To further measure the frequency of emergence of rpoS mutations in LB stabs, a set of 15 stabs were inoculated each with a single MC4100TF fresh colony. The stabs were incubated for several weeks at room temperature and every week three stabs were tested for the rpoS status in each population. Each time bacteria were scraped off two different stabs, resuspended in saline, serially diluted and plated on LB agar. Bacteria from a third stab were streaked directly onto an LB plate for a qualitative analysis of the rpoS status. The colonies were then stained with iodine. Figure 2 shows the evolution of rpoS segregation in the stabs. At day 1, all tested bacteria were rpoS+, but by day 7 onwards, the presence of many low-RpoS colonies became apparent both in the quantitative (CFU count) and qualitative (streaks) plates. The exact proportion of these mutants varied from week to week, but was never lower than 40%.
A common and inexpensive alternative to LB-stabs is a bacterial suspension in filter disks in the presence of glycerol. To test this transporting method, a culture of MC4100TF was resuspended in 15% glycerol (v/v) and 0.1 ml of the suspension was applied onto a filter disk, which was placed in a small plastic bag and sealed. Glycerol filter disks were prepared along with the stabs reported in Figure 2 and stored at room temperature. Every week a pair of disks was removed from their plastic bags suspended in a small volume of saline and streaked on LB agar. Until day 21 all colonies recovered from the filter disks displayed a high-RpoS phenotype (stained dark brown with iodine). From day 31 onward a significant proportion (approx. 50%) of the bacteria recovered from the filter disks were low-RpoS. Furthermore, there was an increasing reduction in the number of colonies recovered every week, possibly due to prolonged starvation and dehydration of the filter disks (despite the sealing of the plastic bags). It is clear, though, that the glycerol filter disks preserved the genetic integrity of the bacteria for a longer period of time than the LB-stabs. Therefore, the use of glycerol filter disks for bacterial shipment is preferable.

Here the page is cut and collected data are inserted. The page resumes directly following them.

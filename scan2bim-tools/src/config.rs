use std::{
    fs::File,
    io::BufReader,
    path::{Path, PathBuf},
};

use anyhow::{Context, Result};
use scan2bim_algorithms::{classification::TrainingParameters, prediction::SchemaPolicy};
use scan2bim_core::{features::default_feature_columns, PipelineError};
use serde::{Deserialize, Serialize};

/// Locations of the input and output artifacts of all stages
#[derive(Debug, Clone, PartialEq, Serialize, Deserialize)]
#[serde(default)]
pub struct PathConfig {
    /// Labeled LAS/LAZ file the model is trained on
    pub training_cloud: PathBuf,
    pub training_features: PathBuf,
    pub model: PathBuf,
    pub report: PathBuf,
    /// Unlabeled scan that gets classified
    pub input_cloud: PathBuf,
    pub classified_cloud: PathBuf,
    pub corrected_cloud: PathBuf,
}

impl Default for PathConfig {
    fn default() -> Self {
        Self {
            training_cloud: "data/training_labeled.las".into(),
            training_features: "output/training_features.csv".into(),
            model: "output/scan_to_bim_model.bin".into(),
            report: "output/training_report.json".into(),
            input_cloud: "data/scan.las".into(),
            classified_cloud: "output/result_final.las".into(),
            corrected_cloud: "output/result_corrected.las".into(),
        }
    }
}

impl PathConfig {
    /// Directories that have to exist before the stages run
    pub fn directories(&self) -> Vec<PathBuf> {
        let mut directories: Vec<PathBuf> = vec![];
        for path in [
            &self.training_cloud,
            &self.training_features,
            &self.model,
            &self.report,
            &self.input_cloud,
            &self.classified_cloud,
            &self.corrected_cloud,
        ]
        .iter()
        {
            if let Some(parent) = path.parent() {
                if !parent.as_os_str().is_empty() && !directories.iter().any(|d| d == parent) {
                    directories.push(parent.to_owned());
                }
            }
        }
        directories
    }
}

/// Feature extraction settings shared by training and inference
#[derive(Debug, Clone, PartialEq, Serialize, Deserialize)]
#[serde(default)]
pub struct FeatureConfig {
    /// Neighbourhood radius. Must be the same for the training cloud and every classified cloud
    pub search_radius: f64,
    /// Columns of the feature table the model is trained on, in this order
    pub feature_columns: Vec<String>,
}

impl Default for FeatureConfig {
    fn default() -> Self {
        Self {
            search_radius: 0.4,
            feature_columns: default_feature_columns(),
        }
    }
}

#[derive(Debug, Clone, Copy, PartialEq, Serialize, Deserialize)]
#[serde(default)]
pub struct PredictionConfig {
    /// Edge length of the voxels the input cloud is downsampled to before feature extraction
    pub voxel_size: f64,
    pub schema_policy: SchemaPolicy,
}

impl Default for PredictionConfig {
    fn default() -> Self {
        Self {
            voxel_size: 0.05,
            schema_policy: SchemaPolicy::default(),
        }
    }
}

#[derive(Debug, Clone, Copy, PartialEq, Serialize, Deserialize)]
#[serde(default)]
pub struct CorrectionConfig {
    /// Margin above the floor level that separates floor from ceiling
    pub height_threshold: f64,
    /// Percentile of all heights that is taken as the floor level
    pub floor_percentile: f64,
    /// Columns closer than this to a wall are relabeled as wall
    pub min_column_wall_distance: f64,
}

impl Default for CorrectionConfig {
    fn default() -> Self {
        Self {
            height_threshold: 1.8,
            floor_percentile: 1.0,
            min_column_wall_distance: 0.6,
        }
    }
}

/// Configuration of the whole pipeline. Every field has a default, so a configuration file only has to contain the
/// values that differ
#[derive(Debug, Clone, Default, PartialEq, Serialize, Deserialize)]
#[serde(default)]
pub struct PipelineConfig {
    pub paths: PathConfig,
    pub features: FeatureConfig,
    pub training: TrainingParameters,
    pub prediction: PredictionConfig,
    pub correction: CorrectionConfig,
}

impl PipelineConfig {
    /// Reads a configuration from the JSON file at `path`
    pub fn load<P: AsRef<Path>>(path: P) -> Result<Self> {
        let path = path.as_ref();
        scan2bim_io::artifacts::require_input(path)?;
        let file = File::open(path).with_context(|| format!("Could not open {}", path.display()))?;
        let config = serde_json::from_reader(BufReader::new(file))
            .with_context(|| format!("Could not parse configuration file {}", path.display()))?;
        Ok(config)
    }

    /// Reads the configuration from `path`, or uses the defaults if there is no path
    pub fn load_or_default<P: AsRef<Path>>(path: Option<P>) -> Result<Self> {
        match path {
            Some(path) => Self::load(path),
            None => Ok(Self::default()),
        }
    }

    /// Checks all values that would otherwise only fail deep inside a stage
    pub fn validate(&self) -> Result<(), PipelineError> {
        fn positive(value: f64, name: &str) -> Result<(), PipelineError> {
            if value > 0.0 && value.is_finite() {
                Ok(())
            } else {
                Err(PipelineError::configuration(format!(
                    "{} must be a positive number, got {}",
                    name, value
                )))
            }
        }

        positive(self.features.search_radius, "search_radius")?;
        positive(self.prediction.voxel_size, "voxel_size")?;
        positive(self.correction.height_threshold, "height_threshold")?;
        positive(
            self.correction.min_column_wall_distance,
            "min_column_wall_distance",
        )?;
        if !(0.0..=100.0).contains(&self.correction.floor_percentile) {
            return Err(PipelineError::configuration(format!(
                "floor_percentile must be within [0, 100], got {}",
                self.correction.floor_percentile
            )));
        }
        if self.features.feature_columns.is_empty() {
            return Err(PipelineError::configuration(
                "at least one feature column is required",
            ));
        }
        if self.training.num_folds < 2 {
            return Err(PipelineError::configuration(format!(
                "cross-validation needs at least 2 folds, got {}",
                self.training.num_folds
            )));
        }
        if self.training.forest.num_trees == 0 {
            return Err(PipelineError::configuration(
                "the forest needs at least one tree",
            ));
        }
        Ok(())
    }
}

The data presented here indicate that the use of LB-stabs for the exchange of bacteria between laboratories is undermined by genetic instability. Alternative storage and shipment forms, such as freeze-drying, glycerol filter disks or dry ice must be considered. Some of them are costly (shipment of glycerol stocks in dry ice) or dependent on specific equipments (lyophiliser) and none is free of drawbacks. As a matter of fact, induction of mutations during the freeze-drying process has been reported [26, 27]. Glycerol filter disks provide an inexpensive and easy alternative for bacterial shipping. Since the filters lack essential nutrients we expect very little or no bacterial growth and hence a significant reduction in mutant segregation.
Ever since the pioneer work of the Kolter group , several papers have reported the occurrence of rpoS mutations that confer selective advantage in stationary phase (the GASP phenotype) [8, 9, 29]. Accordingly, sequence variation of rpoS in E. coli natural isolates is extensively well documented [3, 3, 16, 30–32]. Even in archival cultures, a high proportion of rpoS mutants has been observed . This is not surprising because genomic rearrangements in stab cultures stored for long periods of time are common [4–6, 33], implying that long-term storage in stabs produces an environment that selects for a variety of mutations. Indeed, discrepancies among archival strain collections, like the ones found in the ECOR collection  and in bacterial strains used in compendial microbiological tests  are not uncommon.
To the best of our knowledge, this is the first report on rapid evolution in LB-stabs. This has implications not only for the storage of bacteria in the laboratory, which is less significant today because most bacteria collections are kept at -70°C freezers, but mainly to bacterial exchange by the scientific community. We demonstrated the emergence of mixed populations of rpoS+ and rpoS attenuated bacteria in LB-stabs of MC4100TF (a widely used E. coli strain) even after one-week incubation. This strain exhibits high levels of RpoS. High-RpoS strains tend to accumulate mutations in rpoS in order to reset the SPANC balance, i.e., to eliminate the competition between σ70 and RpoS enhancing the transcription of growth-related genes. However, RpoS loss is not restricted only to MC4100TF as other E. coli strains, even some with not particularly high RpoS (such as MG1655) have shown to accumulate mutations in rpoS under nutrient limiting conditions [3, 17, 18]. Although in the present study, the only tested variation was regarding rpoS, it is clear that other genes, such as lrp (a GASP allele of lrp has been isolated under prolonged starvation ) may also be affected during short-term incubation in LB-stabs, and this caveat should be taken into account when posting bacteria via air mail. It should also be noted that evolution in LB stabs are likely to occurr in other bacteria species, even in the ones regarded as more stable (such as Gram positive bacteria). This possibility can be empirically tested in the future.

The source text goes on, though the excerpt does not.